Regardless of whether foreign DNA is used, though, any process where nucleic acid is engineered in a laboratory is genetic engineering, and the resulting products are GMOs.
This also includes what is sometimes referred to as “synthetic biology” or “synbio.” Synthetic biology generally refers to the use of genetically engineered microbes to produce novel compounds that taste or smell like familiar substances but don’t actually come from the natural source. For example, genetically engineered yeasts (fed a growth medium based on GMO corn or sugar beet) are now being used to create experimental products and proteins that developers claim are molecularly identical to vanilla, stevia, cow’s milk, and even human breast milk.
Non-GMO Project Leadership
The Non-GMO Project has always held a firm position that anything produced with genetic engineering is a GMO. Our research team continually monitors not only how the techniques are evolving, but also what specific products are being created and how they are impacting the supply chain. When a product becomes commercially widespread, we add it to the Standard’s “High-Risk List” (Appendix B of the Non-GMO Project Standard). This High-Risk list is organized into Testable and Non-Testable GMOs, with corresponding requirements for proving non-GMO status for use in a Non-GMO Project Verified product.
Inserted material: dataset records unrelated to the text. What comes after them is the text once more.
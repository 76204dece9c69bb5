// Copyright (C) 2026 Fred Clausen
// Use of this source code is governed by an MIT-style
// license that can be found in the LICENSE file or at
// https://opensource.org/licenses/MIT.

use crate::{
    DomainError, normalize_email, validate_distinct_candidates, validate_email, validate_name,
};

#[test]
fn test_validate_name_rejects_blank() {
    assert!(validate_name("").is_err());
    assert!(validate_name("   ").is_err());
    assert!(validate_name("Eng").is_ok());
}

#[test]
fn test_validate_email_accepts_common_addresses() {
    assert!(validate_email("alice@acme.org").is_ok());
    assert!(validate_email("  bob.smith+votes@mail.acme.co.uk ").is_ok());
}

#[test]
fn test_validate_email_rejects_malformed_addresses() {
    for email in [
        "",
        "alice",
        "@acme.org",
        "alice@",
        "alice@acme",
        "alice@.org",
        "alice@acme.",
        "alice@acme..org",
        "alice@@acme.org",
        "al ice@acme.org",
    ] {
        assert!(
            matches!(validate_email(email), Err(DomainError::InvalidEmail(_))),
            "expected '{email}' to be rejected"
        );
    }
}

#[test]
fn test_normalize_email_lowercases_and_trims() {
    assert_eq!(normalize_email("  Alice@ACME.org "), "alice@acme.org");
}

#[test]
fn test_candidates_must_be_present() {
    assert_eq!(
        validate_distinct_candidates(&[]),
        Err(DomainError::EmptyCandidateList)
    );
}

#[test]
fn test_duplicate_candidate_is_rejected() {
    assert_eq!(
        validate_distinct_candidates(&[1, 2, 1]),
        Err(DomainError::DuplicateCandidate { user_id: 1 })
    );
    assert!(validate_distinct_candidates(&[1, 2, 3]).is_ok());
}
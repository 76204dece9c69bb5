// Copyright (C) 2026 Fred Clausen
// Use of this source code is governed by an MIT-style
// license that can be found in the LICENSE file or at
// https://opensource.org/licenses/MIT.

//! Vote, candidate, and slogan mutations.
//!
//! Every write re-runs the core planning functions on state loaded inside
//! the transaction, so a change that passed an earlier check against stale
//! state is still rejected.

use diesel::prelude::*;
use diesel::SqliteConnection;
use orgvote::{
    NewVote, OrganizationContext, VoteChanges, VoteDraft, VoteRevision, VoteSnapshot, plan_vote,
    revise_vote,
};
use orgvote_domain::format_timestamp;
use time::OffsetDateTime;
use tracing::{debug, info};

use crate::backend::PersistenceBackend;
use crate::diesel_schema::{slogans, vote_candidates, vote_results, votes};
use crate::error::PersistenceError;
use crate::queries;

/// Deletes votes and every row that depends on them.
///
/// Ballots go first because they reference candidate rows without a
/// cascade, then slogans, candidates, and the votes themselves.
pub(crate) fn delete_vote_rows(
    conn: &mut SqliteConnection,
    vote_ids: &[i64],
) -> Result<(), PersistenceError> {
    if vote_ids.is_empty() {
        return Ok(());
    }

    let ballots: usize =
        diesel::delete(vote_results::table.filter(vote_results::vote_id.eq_any(vote_ids)))
            .execute(conn)?;
    diesel::delete(slogans::table.filter(slogans::vote_id.eq_any(vote_ids))).execute(conn)?;
    diesel::delete(vote_candidates::table.filter(vote_candidates::vote_id.eq_any(vote_ids)))
        .execute(conn)?;
    diesel::delete(votes::table.filter(votes::vote_id.eq_any(vote_ids))).execute(conn)?;

    debug!(votes = vote_ids.len(), ballots, "Deleted vote rows");
    Ok(())
}

fn insert_candidates(
    conn: &mut SqliteConnection,
    vote_id: i64,
    user_ids: &[i64],
) -> Result<(), PersistenceError> {
    for user_id in user_ids {
        diesel::insert_into(vote_candidates::table)
            .values((
                vote_candidates::vote_id.eq(vote_id),
                vote_candidates::user_id.eq(*user_id),
            ))
            .execute(conn)?;
    }
    Ok(())
}

fn encode_end(end: Option<OffsetDateTime>) -> Result<Option<String>, PersistenceError> {
    Ok(end.map(format_timestamp).transpose()?)
}

/// Creates a vote together with its candidates.
///
/// # Arguments
///
/// * `conn` - The database connection
/// * `organization_id` - The owning organization
/// * `draft` - The requested vote
/// * `now` - Creation time, also the default start
///
/// # Errors
///
/// Returns `PersistenceError::TransitionRejected` if the draft is invalid
/// for the organization, or `PersistenceError::NotFound` if the
/// organization does not exist.
pub fn create_vote(
    conn: &mut SqliteConnection,
    organization_id: i64,
    draft: VoteDraft,
    now: OffsetDateTime,
) -> Result<i64, PersistenceError> {
    conn.transaction::<_, PersistenceError, _>(|conn| {
        let context: OrganizationContext =
            queries::organizations::load_organization_context(conn, organization_id)?;
        let new_vote: NewVote = plan_vote(&context, draft, now)?;

        let start_time: String = format_timestamp(new_vote.schedule.start())?;
        let end_time: Option<String> = encode_end(new_vote.schedule.end())?;
        let created_at: String = format_timestamp(new_vote.created_at)?;

        diesel::insert_into(votes::table)
            .values((
                votes::organization_id.eq(new_vote.organization_id),
                votes::department_id.eq(new_vote.department_id),
                votes::name.eq(&new_vote.name),
                votes::description.eq(&new_vote.description),
                votes::start_time.eq(&start_time),
                votes::end_time.eq(end_time.as_deref()),
                votes::is_anonymous.eq(i32::from(new_vote.is_anonymous)),
                votes::vote_type.eq(new_vote.vote_type.as_str()),
                votes::created_at.eq(&created_at),
            ))
            .execute(conn)?;

        let vote_id: i64 = conn.get_last_insert_rowid()?;

        insert_candidates(conn, vote_id, &new_vote.candidate_user_ids)?;

        info!(
            vote_id,
            organization_id,
            candidates = new_vote.candidate_user_ids.len(),
            "Vote created"
        );
        Ok(vote_id)
    })
}

/// Applies a partial update to a vote.
///
/// A supplied candidate list is diffed against the registered one: kept
/// candidates retain their ids, new ones are inserted, and removed ones
/// are deleted only if nobody voted for them.
///
/// # Errors
///
/// Returns `PersistenceError::NotFound` if the vote does not exist, or
/// `PersistenceError::TransitionRejected` if the changes are invalid.
pub fn update_vote(
    conn: &mut SqliteConnection,
    vote_id: i64,
    changes: VoteChanges,
) -> Result<(), PersistenceError> {
    conn.immediate_transaction::<_, PersistenceError, _>(|conn| {
        let snapshot: VoteSnapshot = queries::votes::get_vote_snapshot(conn, vote_id)?
            .ok_or_else(|| PersistenceError::NotFound(format!("Vote {vote_id}")))?;
        let context: OrganizationContext = queries::organizations::load_organization_context(
            conn,
            snapshot.vote.organization_id,
        )?;
        let revision: VoteRevision = revise_vote(&context, &snapshot, changes)?;

        let start_time: String = format_timestamp(revision.schedule.start())?;
        let end_time: Option<String> = encode_end(revision.schedule.end())?;

        diesel::update(votes::table.filter(votes::vote_id.eq(vote_id)))
            .set((
                votes::name.eq(&revision.name),
                votes::description.eq(&revision.description),
                votes::department_id.eq(revision.department_id),
                votes::start_time.eq(&start_time),
                votes::end_time.eq(end_time.as_deref()),
                votes::is_anonymous.eq(i32::from(revision.is_anonymous)),
                votes::vote_type.eq(revision.vote_type.as_str()),
            ))
            .execute(conn)?;

        let removed: Vec<i64> = revision
            .candidates_to_remove
            .iter()
            .map(|c| c.candidate_id)
            .collect();
        let removed_users: Vec<i64> = revision
            .candidates_to_remove
            .iter()
            .map(|c| c.user_id)
            .collect();

        if !removed.is_empty() {
            diesel::delete(
                slogans::table
                    .filter(slogans::vote_id.eq(vote_id))
                    .filter(slogans::user_id.eq_any(&removed_users)),
            )
            .execute(conn)?;
            diesel::delete(
                vote_candidates::table.filter(vote_candidates::candidate_id.eq_any(&removed)),
            )
            .execute(conn)?;
        }

        insert_candidates(conn, vote_id, &revision.candidates_to_add)?;

        info!(
            vote_id,
            added = revision.candidates_to_add.len(),
            removed = removed.len(),
            "Vote updated"
        );
        Ok(())
    })
}

/// Deletes a vote with its ballots, slogans, and candidates.
///
/// # Errors
///
/// Returns `PersistenceError::NotFound` if the vote does not exist.
pub fn delete_vote(conn: &mut SqliteConnection, vote_id: i64) -> Result<(), PersistenceError> {
    conn.transaction::<_, PersistenceError, _>(|conn| {
        if queries::votes::get_vote(conn, vote_id)?.is_none() {
            return Err(PersistenceError::NotFound(format!("Vote {vote_id}")));
        }

        delete_vote_rows(conn, &[vote_id])?;

        info!(vote_id, "Vote deleted");
        Ok(())
    })
}

/// Sets, replaces, or clears a candidate's slogan.
///
/// Empty or whitespace-only text clears the slogan.
///
/// # Errors
///
/// Returns an error if the database write fails.
pub fn set_slogan(
    conn: &mut SqliteConnection,
    vote_id: i64,
    user_id: i64,
    text: &str,
) -> Result<(), PersistenceError> {
    let text: &str = text.trim();

    conn.transaction::<_, PersistenceError, _>(|conn| {
        diesel::delete(
            slogans::table
                .filter(slogans::vote_id.eq(vote_id))
                .filter(slogans::user_id.eq(user_id)),
        )
        .execute(conn)?;

        if text.is_empty() {
            debug!(vote_id, user_id, "Slogan cleared");
            return Ok(());
        }

        diesel::insert_into(slogans::table)
            .values((
                slogans::vote_id.eq(vote_id),
                slogans::user_id.eq(user_id),
                slogans::slogan.eq(text),
            ))
            .execute(conn)?;

        debug!(vote_id, user_id, "Slogan set");
        Ok(())
    })
}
While our Standard is uniquely rigorous in requiring ongoing testing for all Major High-Risk Ingredients that are testable, new GMOs pose a problem because they are not yet testable. Commercial tests for GMOs currently rely on the detection of foreign DNA or protein, so new GMOs that don’t contain transgenes cannot be tested in this way. When there is no point in the supply chain where a product can be tested using current methods (which also applies to synbio and all other products of GM microbes), the Standard requires an affidavit.
The Non-GMO Project is the only certification that is taking such a proactive and comprehensive approach to prohibiting products of new forms of genetic engineering. As the gold standard for shoppers looking to avoid GMOs, we will continue to monitor biotechnology developments and rapidly evolve our Standard as needed. Consumers can trust that regardless of which form of genetic engineering has been used, they can look for the Butterfly to avoid all types of GMOs.